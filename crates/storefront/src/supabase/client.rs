//! REST client for PostgREST tables and object storage.

use std::sync::Arc;

use reqwest::header::{ACCEPT, AUTHORIZATION, CONTENT_TYPE};
use reqwest::{RequestBuilder, StatusCode};
use secrecy::{ExposeSecret, SecretString};
use serde::Serialize;
use serde::de::DeserializeOwned;
use tracing::{debug, instrument};
use url::Url;

use super::SupabaseError;
use crate::config::SupabaseConfig;

/// Asks PostgREST for exactly one row as a bare object (406 otherwise).
const SINGLE_OBJECT: &str = "application/vnd.pgrst.object+json";

/// Client for the hosted backend.
///
/// Cheaply cloneable. An offline client (no configuration) fails every
/// call with [`SupabaseError::NotConfigured`].
#[derive(Clone)]
pub struct SupabaseClient {
    inner: Option<Arc<SupabaseClientInner>>,
}

struct SupabaseClientInner {
    client: reqwest::Client,
    /// Always ends with `/` so that `join` appends rather than replaces.
    base_url: Url,
    anon_key: SecretString,
}

impl std::fmt::Debug for SupabaseClient {
    fn fmt(&self, f: &mut std::fmt::Formatter<'_>) -> std::fmt::Result {
        f.debug_struct("SupabaseClient")
            .field(
                "base_url",
                &self.inner.as_ref().map(|inner| inner.base_url.as_str()),
            )
            .finish_non_exhaustive()
    }
}

impl SupabaseClient {
    /// Create a client, or an offline client when `config` is `None`.
    ///
    /// # Errors
    ///
    /// Returns an error if the HTTP client cannot be built (TLS backend
    /// initialisation).
    pub fn new(config: Option<&SupabaseConfig>) -> Result<Self, SupabaseError> {
        let Some(config) = config else {
            tracing::warn!(
                "SUPABASE_URL / SUPABASE_ANON_KEY missing; running in offline mode, \
                 remote data is unavailable and local fallbacks will be served"
            );
            return Ok(Self::offline());
        };

        let client = reqwest::Client::builder().timeout(config.timeout).build()?;

        let mut base_url = config.url.clone();
        if !base_url.path().ends_with('/') {
            let path = format!("{}/", base_url.path());
            base_url.set_path(&path);
        }

        Ok(Self {
            inner: Some(Arc::new(SupabaseClientInner {
                client,
                base_url,
                anon_key: config.anon_key.clone(),
            })),
        })
    }

    /// A client that never reaches the network.
    #[must_use]
    pub const fn offline() -> Self {
        Self { inner: None }
    }

    /// Whether a backend is configured.
    #[must_use]
    pub const fn is_configured(&self) -> bool {
        self.inner.is_some()
    }

    fn inner(&self) -> Result<&SupabaseClientInner, SupabaseError> {
        self.inner.as_deref().ok_or(SupabaseError::NotConfigured)
    }

    // =========================================================================
    // Tables
    // =========================================================================

    /// Read every row of `table`.
    ///
    /// # Errors
    ///
    /// Returns an error on any transport, status or decoding failure.
    #[instrument(skip(self))]
    pub async fn select_all<T: DeserializeOwned>(&self, table: &str) -> Result<Vec<T>, SupabaseError> {
        let inner = self.inner()?;
        let url = inner.table_url(table, None)?;
        let body = inner.send(inner.authorized(inner.client.get(url))).await?;
        parse(&body)
    }

    /// Read the single row of `table` whose `column` equals `value`.
    ///
    /// # Errors
    ///
    /// Returns [`SupabaseError::NotFound`] if no (or more than one) row
    /// matches, or an error on any transport, status or decoding failure.
    #[instrument(skip(self))]
    pub async fn select_single_eq<T: DeserializeOwned>(
        &self,
        table: &str,
        column: &str,
        value: &str,
    ) -> Result<T, SupabaseError> {
        let inner = self.inner()?;
        let url = inner.table_url(table, Some((column, value)))?;
        let request = inner
            .authorized(inner.client.get(url))
            .header(ACCEPT, SINGLE_OBJECT);
        let body = inner
            .send(request)
            .await
            .map_err(|e| not_found_as(e, format!("{table}.{column}={value}")))?;
        parse(&body)
    }

    /// Insert one row and return it as stored (with generated columns).
    ///
    /// # Errors
    ///
    /// Returns an error on any transport, status or decoding failure.
    #[instrument(skip(self, row))]
    pub async fn insert_one<T: Serialize + Sync, R: DeserializeOwned>(
        &self,
        table: &str,
        row: &T,
    ) -> Result<R, SupabaseError> {
        let inner = self.inner()?;
        let url = inner.table_url(table, None)?;
        let request = inner
            .authorized(inner.client.post(url))
            .header("Prefer", "return=representation")
            .header(ACCEPT, SINGLE_OBJECT)
            .json(&[row]);
        let body = inner.send(request).await?;
        parse(&body)
    }

    /// Insert or replace one row by primary key.
    ///
    /// # Errors
    ///
    /// Returns an error on any transport or status failure.
    #[instrument(skip(self, row))]
    pub async fn upsert<T: Serialize + Sync>(&self, table: &str, row: &T) -> Result<(), SupabaseError> {
        let inner = self.inner()?;
        let url = inner.table_url(table, None)?;
        let request = inner
            .authorized(inner.client.post(url))
            .header("Prefer", "resolution=merge-duplicates,return=minimal")
            .json(&[row]);
        inner.send(request).await?;
        Ok(())
    }

    // =========================================================================
    // Storage
    // =========================================================================

    /// Upload an object to `bucket` at `path`.
    ///
    /// # Errors
    ///
    /// Returns an error on any transport or status failure.
    #[instrument(skip(self, bytes), fields(size = bytes.len()))]
    pub async fn upload(
        &self,
        bucket: &str,
        path: &str,
        bytes: Vec<u8>,
        content_type: &str,
    ) -> Result<(), SupabaseError> {
        let inner = self.inner()?;
        let url = inner.storage_url("object", bucket, path)?;
        let request = inner
            .authorized(inner.client.post(url))
            .header(CONTENT_TYPE, content_type)
            .header("x-upsert", "false")
            .body(bytes);
        inner.send(request).await?;
        Ok(())
    }

    /// Public URL of an object in a public bucket.
    ///
    /// # Errors
    ///
    /// Returns [`SupabaseError::NotConfigured`] in offline mode.
    pub fn public_url(&self, bucket: &str, path: &str) -> Result<String, SupabaseError> {
        let inner = self.inner()?;
        Ok(inner.storage_url("object/public", bucket, path)?.to_string())
    }
}

impl SupabaseClientInner {
    fn table_url(&self, table: &str, eq: Option<(&str, &str)>) -> Result<Url, SupabaseError> {
        let mut url = self.base_url.join(&format!("rest/v1/{table}"))?;
        {
            let mut query = url.query_pairs_mut();
            query.append_pair("select", "*");
            if let Some((column, value)) = eq {
                query.append_pair(column, &format!("eq.{value}"));
            }
        }
        Ok(url)
    }

    fn storage_url(&self, kind: &str, bucket: &str, path: &str) -> Result<Url, SupabaseError> {
        let path = urlencoding::encode(path);
        Ok(self
            .base_url
            .join(&format!("storage/v1/{kind}/{bucket}/{path}"))?)
    }

    fn authorized(&self, request: RequestBuilder) -> RequestBuilder {
        let key = self.anon_key.expose_secret();
        request
            .header("apikey", key)
            .header(AUTHORIZATION, format!("Bearer {key}"))
    }

    /// Send a request and return the body of a successful response.
    async fn send(&self, request: RequestBuilder) -> Result<String, SupabaseError> {
        let response = request.send().await?;
        let status = response.status();
        let body = response.text().await?;

        if !status.is_success() {
            debug!(
                status = %status,
                body = %body.chars().take(500).collect::<String>(),
                "Backend returned non-success status"
            );
            return Err(SupabaseError::Status {
                status: status.as_u16(),
                body: body.chars().take(200).collect(),
            });
        }

        Ok(body)
    }
}

/// PostgREST answers a single-object request that matched no row with 406.
fn not_found_as(error: SupabaseError, what: String) -> SupabaseError {
    match error {
        SupabaseError::Status { status, .. } if status == StatusCode::NOT_ACCEPTABLE.as_u16() => {
            SupabaseError::NotFound(what)
        }
        other => other,
    }
}

fn parse<T: DeserializeOwned>(body: &str) -> Result<T, SupabaseError> {
    serde_json::from_str(body).map_err(|e| {
        debug!(
            error = %e,
            body = %body.chars().take(500).collect::<String>(),
            "Failed to parse backend response"
        );
        SupabaseError::Parse(e)
    })
}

• **What the task asks**: Of all the entries above, how many lines contain the string "const"? Answer with the number only.

• **Exercise result**: 3